One of them picked up this bottle containing an inch or so of anodyne liniment. Into this they shook a liberal dosage of cayenne pepper, and then set the bottle in a conspicuous spot. Arnold came in. In a minute he spied the bottle. Off came the cover, and he took a sniff of it. Then he put the bottle to his mouth, and in two or three rapid gulps he drank it all.

According to her account of the story, Arnold didn't stay long, and she didn't see him again for some time. When they did eventually meet, he said, "My God, Ina, what did you put in that anodyne liniment? It damn near burnt out my guts!" 

That afternoon we stopped at various points along the way and by the time we got to Annapolis Royal, we were ready for supper. At the table next to ours in the restaurant, was a family from Panama - a man, his wife, and his Mother-in-law. The couple were not too young, around middle-age, while the Mother-in-law must have been over 70. Their faces were so tanned by sun. They were people you
like to meet on a trip - gay, lighthearted people, full of laughter and animation.

They lived in the Canal zone, and had been born in that area. Panama, they said, was a hot spot in July and August. But with August nearly over, and they were about to leave Canada for home. In fact they were on their way to Yarmouth where they would take a boat to Bar Harbour, Maine, the first part of their journey.

The chicken roost

The weather was cool that night. After supper, we drove on toward Digby, in search of an overnight cabin. About five miles outside, we stopped at the Hedley Hotel and Cabins. We were both getting weary, and we engaged a cabin without going to look at it first. This was a mistake. 

I don't know what their hotel was like; it might have been refreshing and luxurious beyond words. But the cabins were neither. We were disappointed from our first look inside. But we were too tired to go on, and decided that this would have to do. It was getting cold, and a little fire would have felt good. There was a stove, but owing to the decrepit condition of the stove-pipe, we didn't feel much inclined
to put a fire on and risk going to sleep, for fear of burning the place down.

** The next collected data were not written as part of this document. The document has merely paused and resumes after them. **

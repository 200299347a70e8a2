//! Long-lived endpoints: live log tails over SSE and artifact transfer.

use std::convert::Infallible;
use std::time::Duration;

use axum::body::Body;
use axum::extract::{Path, Query, State};
use axum::http::{header, HeaderValue, StatusCode};
use axum::response::sse::{Event, KeepAlive, KeepAliveStream, Sse};
use axum::response::{IntoResponse, Json, Response};
use futures::future::{BoxFuture, FutureExt};
use futures::stream::{self, BoxStream, StreamExt, TryStreamExt};
use serde::Deserialize;
use tokio_util::io::ReaderStream;

use super::CicdRouterState;
use crate::error::CicdError;
use crate::models::artifact::ArtifactMetadata;
use crate::services::artifact_service::ArtifactUpload;
use crate::services::output_stream::OutputStream;

type EventStream = BoxStream<'static, Result<Event, Infallible>>;
type LogTail = Sse<KeepAliveStream<EventStream>>;

/// SSE data lines cannot carry carriage returns.
fn log_event(chunk: &[u8]) -> Event {
    let text = String::from_utf8_lossy(chunk).replace("\r\n", "\n").replace('\r', "\n");
    Event::default().event("log").data(text)
}

fn end_event(status: &str) -> Event {
    Event::default().event("end").data(status)
}

/// History first, then live chunks until the stream closes, then the final status.
fn live_events(stream: &OutputStream, final_status: BoxFuture<'static, String>) -> EventStream {
    let rx = stream.subscribe();
    let chunks = stream::unfold(rx, |mut rx| async move {
        rx.recv().await.map(|chunk| (Ok(log_event(&chunk)), rx))
    });
    chunks
        .chain(stream::once(final_status.map(|status| Ok(end_event(&status)))))
        .boxed()
}

/// A finished run/build: the stored output as one event, then `end`.
fn stored_events(logs: String, status: String) -> EventStream {
    let mut events = Vec::new();
    if !logs.is_empty() {
        events.push(Ok(log_event(logs.as_bytes())));
    }
    events.push(Ok(end_event(&status)));
    stream::iter(events).boxed()
}

fn sse(events: EventStream) -> LogTail {
    Sse::new(events).keep_alive(KeepAlive::new().interval(Duration::from_secs(15)))
}

/// `GET /cicd/runs/{run_id}/logs/stream`
pub async fn run_log_stream(
    State(state): State<CicdRouterState>,
    Path(run_id): Path<String>,
) -> Result<LogTail, CicdError> {
    let run = state.engine.pipelines.get_run(&run_id).await?;
    if let Some(live) = state.engine.streams.get(&run_id) {
        let engine = state.engine.clone();
        let final_status = async move {
            match engine.pipelines.get_run(&run_id).await {
                Ok(run) => run.status.to_string(),
                Err(_) => "unknown".to_string(),
            }
        };
        return Ok(sse(live_events(&live, final_status.boxed())));
    }
    let logs = state.engine.pipelines.run_logs(&run_id).await?;
    Ok(sse(stored_events(logs, run.status.to_string())))
}

/// `GET /cicd/freestyle/builds/{build_id}/logs/stream`
pub async fn build_log_stream(
    State(state): State<CicdRouterState>,
    Path(build_id): Path<String>,
) -> Result<LogTail, CicdError> {
    let build = state.engine.freestyle.get_build(&build_id).await?;
    if let Some(live) = state.engine.streams.get(&build_id) {
        let engine = state.engine.clone();
        let final_status = async move {
            match engine.freestyle.get_build(&build_id).await {
                Ok(build) => build.status.to_string(),
                Err(_) => "unknown".to_string(),
            }
        };
        return Ok(sse(live_events(&live, final_status.boxed())));
    }
    Ok(sse(stored_events(
        build.combined_output(),
        build.status.to_string(),
    )))
}

#[derive(Debug, Deserialize)]
pub struct UploadQuery {
    #[serde(default)]
    pub name: Option<String>,
    #[serde(default)]
    pub filename: Option<String>,
}

/// `POST /cicd/runs/{run_id}/artifacts?name=&filename=` with the raw file as body.
pub async fn upload_artifact(
    State(state): State<CicdRouterState>,
    Path(run_id): Path<String>,
    Query(query): Query<UploadQuery>,
    body: Body,
) -> Result<(StatusCode, Json<ArtifactMetadata>), CicdError> {
    let run = state.engine.pipelines.get_run(&run_id).await?;
    let filename = query
        .filename
        .or_else(|| query.name.clone())
        .ok_or_else(|| CicdError::Validation("filename is required".to_string()))?;
    let upload = ArtifactUpload {
        run_id: run.id,
        pipeline_id: run.pipeline_id,
        name: query.name,
        filename,
    };
    let data = body.into_data_stream().map_err(std::io::Error::other);
    let meta = state.engine.artifacts.save(upload, data).await?;
    Ok((StatusCode::CREATED, Json(meta)))
}

/// `GET /cicd/artifacts/{id}` streams the stored file.
pub async fn download_artifact(
    State(state): State<CicdRouterState>,
    Path(id): Path<String>,
) -> Result<Response, CicdError> {
    let meta = state.engine.artifacts.get(&id).await?;
    let file = tokio::fs::File::open(&meta.path)
        .await
        .map_err(|e| match e.kind() {
            std::io::ErrorKind::NotFound => CicdError::NotFound(format!("artifact file {id}")),
            _ => CicdError::Io(e),
        })?;

    let disposition = format!("attachment; filename=\"{}\"", meta.filename);
    let mut response = Body::from_stream(ReaderStream::new(file)).into_response();
    let headers = response.headers_mut();
    if let Ok(v) = HeaderValue::from_str(&meta.mime_type) {
        headers.insert(header::CONTENT_TYPE, v);
    }
    if let Ok(v) = HeaderValue::from_str(&disposition) {
        headers.insert(header::CONTENT_DISPOSITION, v);
    }
    headers.insert(header::CONTENT_LENGTH, HeaderValue::from(meta.size));
    if let Ok(v) = HeaderValue::from_str(&format!("\"{}\"", meta.checksum)) {
        headers.insert(header::ETAG, v);
    }
    Ok(response)
}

There was a rather heavy odour about the place, noticeable from the time we entered. And as we got settled it intensified. It smelled like chickens, or more specifically like the residue under a chickens' roost. It got so bad I wanted to get up and leave, even though we had the place paid for. But Eva was too tired, so we stayed. Amid the stench we were restless, and slept only fitfully.

Down to Yarmouth

Morning found us not too well refreshed, but relieved to know that now we would escape from the hen house. There was frost that morning, so I got up and put on a roaring fire to warm the place for Eva. We were leaving anyway, and I couldn't have cared less if it did burn the place down. About 7:30 a.m. we departed this odorous and uncomfortable hovel, and drove to a restaurant in Digby.

And just as we were getting out of our car we met the party from Panama coming out of the restaurant. The man asked, "Is weather like this a habit around here at this time of year". I told him it was a little early for it, but still it wasn't unusual. "I guess it's time we were heading South," he replied, climbing into their car.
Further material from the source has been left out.